Suna, qui a mentionné qu’ils sont devenus membres du syndicat lorsqu’ils n’ont pas été corrigés malgré le signalement de leurs problèmes à la direction de l’hôpital, a déclaré : « Nous avons travaillé pour nous syndiquer, sacrifiant même nos pauses déjeuner. Non seulement avons-nous utilisé nos pauses pour tendre la main à nos amis, après tout, cette activité a atteint les oreilles de la direction », dit-il. Le problème qui la dérange le plus en tant que travailleuse hospitalière est le harcèlement, a déclaré Suna. “Il y a un responsable ici qui interfère avec nos cheveux, notre maquillage et nos jupes. Ce responsable assure le lien entre le sous-traitant de Koç et Koç. Il se présente comme le bras droit d’Aries. Il peut aller n’importe où, il a autorité sur tout. Il peut même entrer dans les chambres des patients. Surtout dans les réunions, il utilise des mots comme “Je suis ton père, je suis ton mari” au personnel de nettoyage. Vous n’êtes le père et le mari d’aucune femme. Nous n’avons pas besoin d’un père ou d’un mari. “Votre jupe est belle, votre haut est beau, vos cheveux sont teints en dessous, couleur” Je n’accepte pas ça. J’ai été licencié pour avoir été membre d’un syndicat et avoir traité le harceleur de harceleur. Le médecin-chef a reconnu le harcèlement. Ils ont dit qu’ils avaient éprouvé un tel inconfort dans certains cas. Si vous acceptez la culpabilité de cet homme, comment pouvez-vous garder cet homme ici ? Lorsque nous rencontrons du harcèlement, ils nous disent : « Contactez-nous », quel est le rapport ? Cet homme devrait être licencié, pas averti.

“NOUS AVONS UNE PARTIE DE VOS PROFITS, NOUS VOULONS NOTRE PART”
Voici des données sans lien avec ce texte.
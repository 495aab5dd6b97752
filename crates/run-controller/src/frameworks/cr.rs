//! Caller-defined custom resources, e.g. KServe `InferenceService`.
//!
//! The `group/version` of every submission must be on the configured
//! allow-list; the check runs in `build` so a rejected runnable never reaches
//! the API server.

use std::sync::Arc;

use async_trait::async_trait;
use kube::api::DynamicObject;
use kube::discovery::ApiResource;
use serde_json::{json, Value};
use tracing::info;

use super::builder::from_json;
use super::collectors::Collectors;
use super::naming::ResourceNaming;
use super::{
    create_or_get, create_or_replace, delete_named, get_named, name_of, true_condition,
    wrong_workload, Framework, K8sContext, RunnableFramework,
};
use crate::cluster::Cluster;
use crate::config::ControllerConfig;
use crate::error::{Error, Result};
use crate::lifecycle::RunState;
use crate::model::{CustomResourceWorkload, Runnable, Workload};

/// A custom resource together with the API coordinates needed to reach it.
#[derive(Debug, Clone)]
pub struct CustomResourceObject {
    pub resource: ApiResource,
    pub object: DynamicObject,
}

#[derive(Clone)]
pub struct CustomResourceFramework {
    ctx: K8sContext,
}

impl CustomResourceFramework {
    pub fn new(cluster: Cluster, config: Arc<ControllerConfig>) -> Self {
        Self {
            ctx: K8sContext::new(cluster, config),
        }
    }

    fn workload(runnable: &Runnable) -> Result<&CustomResourceWorkload> {
        match &runnable.workload {
            Workload::CustomResource(w) => Ok(w),
            _ => Err(wrong_workload(Self::NAME, runnable)),
        }
    }

    fn ensure_allowed(&self, workload: &CustomResourceWorkload) -> Result<()> {
        let api_version = workload.api_version_string();
        let allowed = &self.ctx.builder.config().custom_resources.api_groups;
        if allowed.iter().any(|g| g == &api_version) {
            Ok(())
        } else {
            Err(Error::InvalidArgument(format!(
                "custom resource {api_version} is not allowed"
            )))
        }
    }

    fn result_key(object: &CustomResourceObject) -> String {
        object.resource.kind.to_lowercase()
    }
}

fn api_resource(workload: &CustomResourceWorkload) -> ApiResource {
    ApiResource {
        group: workload.api_group.clone(),
        version: workload.api_version.clone(),
        api_version: workload.api_version_string(),
        kind: workload.kind.clone(),
        plural: workload.plural.clone(),
    }
}

/// Map `status.conditions` of an arbitrary resource onto a run state.
fn custom_resource_status(object: &DynamicObject) -> (RunState, Option<String>) {
    let conditions: Vec<(&str, &str, Option<&str>, Option<&str>)> = object
        .data
        .pointer("/status/conditions")
        .and_then(Value::as_array)
        .map(|conditions| {
            conditions
                .iter()
                .filter_map(|c| {
                    Some((
                        c.get("type")?.as_str()?,
                        c.get("status")?.as_str()?,
                        c.get("reason").and_then(Value::as_str),
                        c.get("message").and_then(Value::as_str),
                    ))
                })
                .collect()
        })
        .unwrap_or_default();

    if let Some(message) = true_condition(conditions.iter().copied(), &["Failed"]) {
        (RunState::Error, Some(message))
    } else if true_condition(
        conditions.iter().copied(),
        &["Succeeded", "Complete", "Completed"],
    )
    .is_some()
    {
        (RunState::Completed, None)
    } else {
        (RunState::Running, None)
    }
}

#[async_trait]
impl Framework for CustomResourceFramework {
    type Object = CustomResourceObject;

    const NAME: &'static str = "k8scr";

    fn build(&self, runnable: &Runnable) -> Result<CustomResourceObject> {
        let workload = Self::workload(runnable)?;
        for (field, value) in [
            ("kind", &workload.kind),
            ("plural", &workload.plural),
            ("version", &workload.api_version),
        ] {
            if value.trim().is_empty() {
                return Err(Error::InvalidArgument(format!(
                    "custom resource for run {} is missing {field}",
                    runnable.id
                )));
            }
        }
        self.ensure_allowed(workload)?;

        let name = workload
            .name
            .as_deref()
            .map(ResourceNaming::sanitize)
            .filter(|n| !n.is_empty())
            .unwrap_or_else(|| ResourceNaming::custom_resource_name(runnable));

        let object = from_json(json!({
            "apiVersion": workload.api_version_string(),
            "kind": workload.kind,
            "metadata": self.ctx.builder.metadata(runnable, &name),
            "spec": workload.spec,
        }))?;
        Ok(CustomResourceObject {
            resource: api_resource(workload),
            object,
        })
    }

    async fn create(&self, object: &CustomResourceObject) -> Result<CustomResourceObject> {
        let api = self.ctx.cluster.dynamic.api(&object.resource);
        let created = create_or_get(api.as_ref(), &object.object, &object.resource.kind).await?;
        Ok(CustomResourceObject {
            resource: object.resource.clone(),
            object: created,
        })
    }

    async fn apply(&self, object: &CustomResourceObject) -> Result<CustomResourceObject> {
        let api = self.ctx.cluster.dynamic.api(&object.resource);
        let applied =
            create_or_replace(api.as_ref(), &object.object, &object.resource.kind).await?;
        Ok(CustomResourceObject {
            resource: object.resource.clone(),
            object: applied,
        })
    }

    async fn get(&self, object: &CustomResourceObject) -> Result<CustomResourceObject> {
        let api = self.ctx.cluster.dynamic.api(&object.resource);
        let current =
            get_named(api.as_ref(), &name_of(&object.object), &object.resource.kind).await?;
        Ok(CustomResourceObject {
            resource: object.resource.clone(),
            object: current,
        })
    }

    async fn delete(&self, object: &CustomResourceObject) -> Result<()> {
        let api = self.ctx.cluster.dynamic.api(&object.resource);
        delete_named(api.as_ref(), &name_of(&object.object), &object.resource.kind).await
    }

    fn observe(&self, object: &CustomResourceObject, runnable: &mut Runnable) {
        let (state, failure) = custom_resource_status(&object.object);
        runnable.state = state;
        if let Some(message) = failure {
            runnable.error = Some(message.clone());
            runnable.message = Some(message);
        }
        self.ctx.record(
            runnable,
            &Self::result_key(object),
            json!({
                "name": name_of(&object.object),
                "apiVersion": object.resource.api_version,
                "status": object.object.data.get("status").cloned().unwrap_or(Value::Null),
            }),
        );
    }

    fn selector(&self, object: &CustomResourceObject) -> String {
        let key = self.ctx.builder.run_label_key();
        match object
            .object
            .metadata
            .labels
            .as_ref()
            .and_then(|labels| labels.get(&key))
        {
            Some(run) => format!("{key}={run}"),
            None => self.ctx.builder.workload_selector(&name_of(&object.object)),
        }
    }

    fn collectors(&self) -> &Collectors {
        &self.ctx.collectors
    }
}

#[async_trait]
impl RunnableFramework for CustomResourceFramework {
    fn name(&self) -> &'static str {
        Self::NAME
    }

    async fn run(&self, runnable: &Runnable) -> Result<Runnable> {
        let object = self.build(runnable)?;
        let workload = Self::workload(runnable)?;
        let mut runnable = runnable.clone();

        if workload.requires_secret {
            if let Some(secret) = self.ctx.ensure_run_secret(&runnable).await? {
                self.ctx
                    .record(&mut runnable, "secret", json!({ "name": secret }));
            }
        }
        let created = self.create(&object).await?;
        let name = name_of(&created.object);
        let kind = &created.resource.kind;

        runnable.state = RunState::Running;
        runnable.message = Some(format!("CR {kind} {name} created"));
        self.ctx.record(
            &mut runnable,
            &Self::result_key(&created),
            json!({ "name": name, "apiVersion": created.resource.api_version }),
        );
        runnable.credentials.erase();

        info!(run_id = %runnable.id, framework = Self::NAME, kind = %kind, name = %name, "custom resource submitted");
        Ok(runnable)
    }

    /// Custom resources have no pause; stopping removes the object.
    async fn stop(&self, runnable: &Runnable) -> Result<Runnable> {
        let object = self.build(runnable)?;
        self.delete(&object).await?;

        let mut runnable = runnable.clone();
        runnable.state = RunState::Stopped;
        runnable.message = Some(format!(
            "CR {} {} stopped",
            object.resource.kind,
            name_of(&object.object)
        ));
        Ok(runnable)
    }

    async fn resume(&self, runnable: &Runnable) -> Result<Runnable> {
        let object = self.build(runnable)?;
        self.create(&object).await?;

        let mut runnable = runnable.clone();
        runnable.state = RunState::Running;
        runnable.message = Some(format!(
            "CR {} {} resumed",
            object.resource.kind,
            name_of(&object.object)
        ));
        Ok(runnable)
    }

    async fn destroy(&self, runnable: &Runnable) -> Result<Runnable> {
        let object = self.build(runnable)?;
        self.delete(&object).await?;
        self.ctx.remove_companions(&runnable.id).await?;

        let mut runnable = runnable.clone();
        self.ctx.finish_destroy(&mut runnable);
        info!(run_id = %runnable.id, framework = Self::NAME, "custom resource deleted");
        Ok(runnable)
    }
}

#[cfg(test)]
mod tests {
    use std::collections::BTreeMap;

    use super::*;
    use crate::frameworks::builder::tests::runnable;
    use crate::frameworks::tests::context;
    use crate::model::Credentials;

    fn inference_service(api_group: &str) -> Runnable {
        let mut r = runnable();
        r.task = "serve".into();
        let spec = json!({"predictor": {"model": {"modelFormat": {"name": "sklearn"}}}});
        r.workload = Workload::CustomResource(CustomResourceWorkload {
            api_group: api_group.into(),
            api_version: "v1beta1".into(),
            kind: "InferenceService".into(),
            plural: "inferenceservices".into(),
            name: Some("iris".into()),
            spec: spec.as_object().cloned().unwrap_or_default(),
            requires_secret: true,
        });
        r
    }

    #[tokio::test]
    async fn disallowed_group_fails_before_any_call() {
        let (memory, config) = context();
        let framework = CustomResourceFramework::new(memory.cluster("runs"), config);

        let err = framework
            .run(&inference_service("evil.example.com"))
            .await
            .unwrap_err();

        assert!(matches!(err, Error::InvalidArgument(_)));
        assert!(err.to_string().contains("evil.example.com/v1beta1"));
        assert_eq!(memory.calls(), 0);
    }

    #[test]
    fn build_keeps_caller_spec() {
        let (memory, config) = context();
        let framework = CustomResourceFramework::new(memory.cluster("runs"), config);

        let built = framework.build(&inference_service("serving.kserve.io")).unwrap();
        assert_eq!(built.resource.plural, "inferenceservices");
        assert_eq!(built.object.metadata.name.as_deref(), Some("iris"));
        assert_eq!(
            built.object.data["spec"]["predictor"]["model"]["modelFormat"]["name"],
            "sklearn"
        );
    }

    #[tokio::test]
    async fn run_creates_secret_and_records_by_kind() {
        let (memory, config) = context();
        let framework = CustomResourceFramework::new(memory.cluster("runs"), config);
        let mut r = inference_service("serving.kserve.io");
        r.credentials = Credentials::new(BTreeMap::from([("token".into(), "t".into())]));

        let out = framework.run(&r).await.unwrap();

        assert_eq!(out.state, RunState::Running);
        assert_eq!(out.message.as_deref(), Some("CR InferenceService iris created"));
        assert_eq!(out.results["inferenceservice"]["name"], "iris");
        assert_eq!(out.results["secret"]["name"], "sec-run-r1");
        assert!(out.credentials.is_empty());

        let built = framework.build(&r).unwrap();
        let api = memory.dynamic.api_for(&built.resource);
        assert_eq!(api.names(), vec!["iris"]);
    }

    #[tokio::test]
    async fn observe_reads_status_conditions() {
        let (memory, config) = context();
        let framework = CustomResourceFramework::new(memory.cluster("runs"), config);
        let r = inference_service("serving.kserve.io");
        let mut built = framework.build(&r).unwrap();
        let mut out = r.clone();

        framework.observe(&built, &mut out);
        assert_eq!(out.state, RunState::Running);

        built.object.data["status"] = json!({"conditions": [
            {"type": "Ready", "status": "False"},
            {"type": "Failed", "status": "True", "message": "model not found"},
        ]});
        framework.observe(&built, &mut out);
        assert_eq!(out.state, RunState::Error);
        assert_eq!(out.error.as_deref(), Some("model not found"));

        built.object.data["status"] = json!({"conditions": [{"type": "Succeeded", "status": "True"}]});
        framework.observe(&built, &mut out);
        assert_eq!(out.state, RunState::Completed);
    }

    #[tokio::test]
    async fn destroy_removes_object_and_secret() {
        let (memory, config) = context();
        let framework = CustomResourceFramework::new(memory.cluster("runs"), config);
        let mut r = inference_service("serving.kserve.io");
        r.credentials = Credentials::new(BTreeMap::from([("token".into(), "t".into())]));
        let running = framework.run(&r).await.unwrap();

        let deleted = framework.destroy(&running).await.unwrap();
        assert_eq!(deleted.state, RunState::Deleted);
        assert!(memory.secrets.is_empty());
        let built = framework.build(&r).unwrap();
        assert!(memory.dynamic.api_for(&built.resource).is_empty());
        assert!(framework.get(&built).await.unwrap_err().is_not_found());
    }

    #[test]
    fn selector_uses_run_label() {
        let (memory, config) = context();
        let framework = CustomResourceFramework::new(memory.cluster("runs"), config);
        let built = framework.build(&inference_service("serving.kserve.io")).unwrap();
        assert_eq!(framework.selector(&built), "runs.5dlabs.ai/run=r1");
    }
}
Kenan Güngördü, qui travaille à l’hôpital universitaire de Koç depuis 11 mois, a expliqué qu’il avait vu la pression sur les intérimaires pendant son emploi et qu’ils avaient commencé à protester : « Nous avons vu que la pression augmentait lorsque nous contestions. Nous avons donc voulu nous syndiquer. Nous étions organisés à Dev Sağlık-İş. J’étais le représentant du lieu de travail du syndicat. À mesure que le nombre de travailleurs syndiqués augmentait, la pression augmentait également. “De nombreux travailleurs ont été licenciés pour diverses raisons”, dit-il. Güngördü a déclaré qu’il existe de sérieuses différences entre les employés permanents et les sous-traitants : “Nous avons travaillé entre les deux lèvres du sous-traitant. Si on tombe malade, on n’a pas le droit d’aller à l’hôpital où on travaille, pas même aux urgences. Nous voulions que ces conditions soient corrigées, nous avons été licenciés sans raison simplement parce que nous les voulions. Après que nous ayons été licenciés, ils ont commencé à menacer les travailleurs syndiqués à l’intérieur, mais les travailleurs sont toujours syndiqués. Ils nous ont virés parce qu’ils avaient peur de notre force organisée. Koç, qui a annoncé un gain d’environ 350 %, a jugé approprié de licencier, d’intimider et de harceler les travailleurs pour leurs travailleurs. Nous avons aussi une part de ce profit, nous voulons notre part.